### Your task
Only a number is expected: how many lines in these records mention the word "FieldRef"?

[[ Materials provided, beginning ]]

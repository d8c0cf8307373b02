//! Validator chain
//!
//! A per-field validation run. The chain holds the field's value as it was
//! resolved at creation, runs named predicates against it in call order and
//! records failures both locally and in the owning session.
//!
//! ```ignore
//! session
//!     .check_body("email")
//!     .optional(OptionalOptions::default())
//!     .is_email()
//!     .with_message("must be a valid email");
//! ```

use serde::Deserialize;
use serde_json::{json, Value};

use crate::errors::{ErrorRecord, ValidatorError};
use crate::format::{format_param, is_truthy};
use crate::location::{FieldRef, Location};
use crate::session::ValidationSession;

/// Chain states. `Skipped` is terminal: once entered, no predicate records
/// an error for the rest of the chain.
#[derive(Debug, Clone, Copy, PartialEq, Eq)]
pub enum ChainState {
    Active,
    Skipped,
}

/// Options for [`ValidatorChain::optional`]
#[derive(Debug, Clone, Copy, Default, PartialEq, Eq, Deserialize)]
pub struct OptionalOptions {
    /// Skip on any falsy value, not only a missing one
    #[serde(default, rename = "checkFalsy", alias = "check_falsy")]
    pub check_falsy: bool,
}

impl OptionalOptions {
    pub fn check_falsy() -> Self {
        Self { check_falsy: true }
    }
}

/// Position of the most recent failure in the chain and session error lists
#[derive(Debug, Clone, Copy)]
struct LastError {
    chain_index: usize,
    session_index: usize,
}

pub struct ValidatorChain<'s, 'r> {
    session: &'s mut ValidationSession<'r>,
    field: FieldRef,
    param: String,
    location: Option<Location>,
    value: Option<Value>,
    fail_message: Option<String>,
    errors: Vec<ErrorRecord>,
    state: ChainState,
    last_error: Option<LastError>,
}

impl<'s, 'r> ValidatorChain<'s, 'r> {
    /// Bind a chain to `field` at `location`. With no location the value
    /// stays unresolved and every predicate sees a missing value.
    pub(crate) fn new(
        session: &'s mut ValidationSession<'r>,
        field: FieldRef,
        location: Option<Location>,
        fail_message: Option<String>,
    ) -> Self {
        let value = location
            .and_then(|location| session.request().get(location, &field))
            .cloned();
        let param = format_param(&field);

        tracing::debug!(
            param = %param,
            location = ?location,
            present = value.is_some(),
            "validator chain created"
        );

        Self {
            session,
            field,
            param,
            location,
            value,
            fail_message,
            errors: Vec::new(),
            state: ChainState::Active,
            last_error: None,
        }
    }

    pub fn field(&self) -> &FieldRef {
        &self.field
    }

    /// The formatted param used in error records
    pub fn param(&self) -> &str {
        &self.param
    }

    pub fn location(&self) -> Option<Location> {
        self.location
    }

    pub fn value(&self) -> Option<&Value> {
        self.value.as_ref()
    }

    pub fn errors(&self) -> &[ErrorRecord] {
        &self.errors
    }

    pub fn state(&self) -> ChainState {
        self.state
    }

    pub fn is_skipped(&self) -> bool {
        self.state == ChainState::Skipped
    }

    pub(crate) fn set_fail_message(&mut self, message: Option<String>) {
        self.fail_message = message;
    }

    /// Run the named predicate with `args`.
    ///
    /// Fails only when the name is not registered; a predicate that returns
    /// false is recorded, not raised.
    pub fn apply(&mut self, name: &str, args: &[Value]) -> Result<&mut Self, ValidatorError> {
        self.run(name, args)?;
        Ok(self)
    }

    fn run(&mut self, name: &str, args: &[Value]) -> Result<(), ValidatorError> {
        let validator = self.session.validator();
        let predicate = validator
            .registry()
            .get(name)
            .ok_or_else(|| ValidatorError::UnknownPredicate(name.to_string()))?;

        if self.state == ChainState::Skipped {
            return Ok(());
        }

        let valid = predicate.invoke(self.value.as_ref(), args, self.session.request());
        tracing::debug!(param = %self.param, predicate = name, valid, "predicate evaluated");

        if valid {
            self.last_error = None;
            return Ok(());
        }

        let message = self
            .fail_message
            .clone()
            .unwrap_or_else(|| validator.options().default_message.clone());
        let record = self.format_error(&message);

        self.errors.push(record.clone());
        let session_index = self.session.record(record);
        self.last_error = Some(LastError {
            chain_index: self.errors.len() - 1,
            session_index,
        });

        if validator.options().skip_validation_on_first_error {
            self.skip("first error");
        }
        Ok(())
    }

    /// Shorthand dispatch: an unregistered name is logged rather than raised
    fn check(&mut self, name: &str, args: &[Value]) -> &mut Self {
        if let Err(err) = self.run(name, args) {
            tracing::error!(param = %self.param, error = %err, "predicate dispatch failed");
        }
        self
    }

    /// Dispatch used by schemas, where control methods share the predicate
    /// namespace
    pub(crate) fn dispatch(&mut self, name: &str, args: &[Value]) -> Result<(), ValidatorError> {
        match name {
            "optional" => {
                let options = args
                    .first()
                    .and_then(|raw| OptionalOptions::deserialize(raw).ok())
                    .unwrap_or_default();
                self.optional(options);
            }
            "notEmpty" => {
                self.run("isLength", &[json!({ "min": 1 })])?;
            }
            "len" => {
                self.run("isLength", args)?;
            }
            "withMessage" => {
                if let Some(message) = args.first().and_then(Value::as_str) {
                    self.with_message(message);
                }
            }
            _ => self.run(name, args)?,
        }
        Ok(())
    }

    fn skip(&mut self, reason: &str) {
        if self.state == ChainState::Active {
            tracing::debug!(param = %self.param, reason, "chain skipped");
            self.state = ChainState::Skipped;
        }
    }

    fn format_error(&self, message: &str) -> ErrorRecord {
        let formatter = &self.session.validator().options().error_formatter;
        formatter(&self.param, message, self.value.as_ref())
    }

    /// Stop validating when the value is absent. Only guards the calls made
    /// after it.
    pub fn optional(&mut self, options: OptionalOptions) -> &mut Self {
        let absent = if options.check_falsy {
            !is_truthy(self.value.as_ref())
        } else {
            self.value.is_none()
        };
        if absent {
            self.skip("optional");
        }
        self
    }

    /// Replace the message of the failure recorded by the previous call.
    /// Does nothing if that call passed.
    pub fn with_message(&mut self, message: &str) -> &mut Self {
        if let Some(last) = self.last_error {
            let record = self.format_error(message);
            self.errors[last.chain_index] = record.clone();
            self.session.replace(last.session_index, record);
        }
        self
    }

    pub fn not_empty(&mut self) -> &mut Self {
        self.check("isLength", &[json!({ "min": 1 })])
    }

    pub fn len(&mut self, args: &[Value]) -> &mut Self {
        self.check("isLength", args)
    }

    pub fn is_int(&mut self) -> &mut Self {
        self.check("isInt", &[])
    }

    pub fn is_int_range(&mut self, options: Value) -> &mut Self {
        self.check("isInt", &[options])
    }

    pub fn is_float(&mut self) -> &mut Self {
        self.check("isFloat", &[])
    }

    pub fn is_numeric(&mut self) -> &mut Self {
        self.check("isNumeric", &[])
    }

    pub fn is_boolean(&mut self) -> &mut Self {
        self.check("isBoolean", &[])
    }

    pub fn is_alpha(&mut self) -> &mut Self {
        self.check("isAlpha", &[])
    }

    pub fn is_alphanumeric(&mut self) -> &mut Self {
        self.check("isAlphanumeric", &[])
    }

    pub fn is_email(&mut self) -> &mut Self {
        self.check("isEmail", &[])
    }

    pub fn is_url(&mut self) -> &mut Self {
        self.check("isURL", &[])
    }

    pub fn is_uuid(&mut self) -> &mut Self {
        self.check("isUUID", &[])
    }

    pub fn is_json(&mut self) -> &mut Self {
        self.check("isJSON", &[])
    }

    pub fn is_iso8601(&mut self) -> &mut Self {
        self.check("isISO8601", &[])
    }

    pub fn is_in(&mut self, values: &[Value]) -> &mut Self {
        self.check("isIn", &[Value::Array(values.to_vec())])
    }

    pub fn contains(&mut self, seed: &str) -> &mut Self {
        self.check("contains", &[json!(seed)])
    }

    pub fn equals(&mut self, comparison: &str) -> &mut Self {
        self.check("equals", &[json!(comparison)])
    }

    pub fn matches(&mut self, pattern: &str) -> &mut Self {
        self.check("matches", &[json!(pattern)])
    }
}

[[ Materials provided, end ]]

### Answer to this problem
4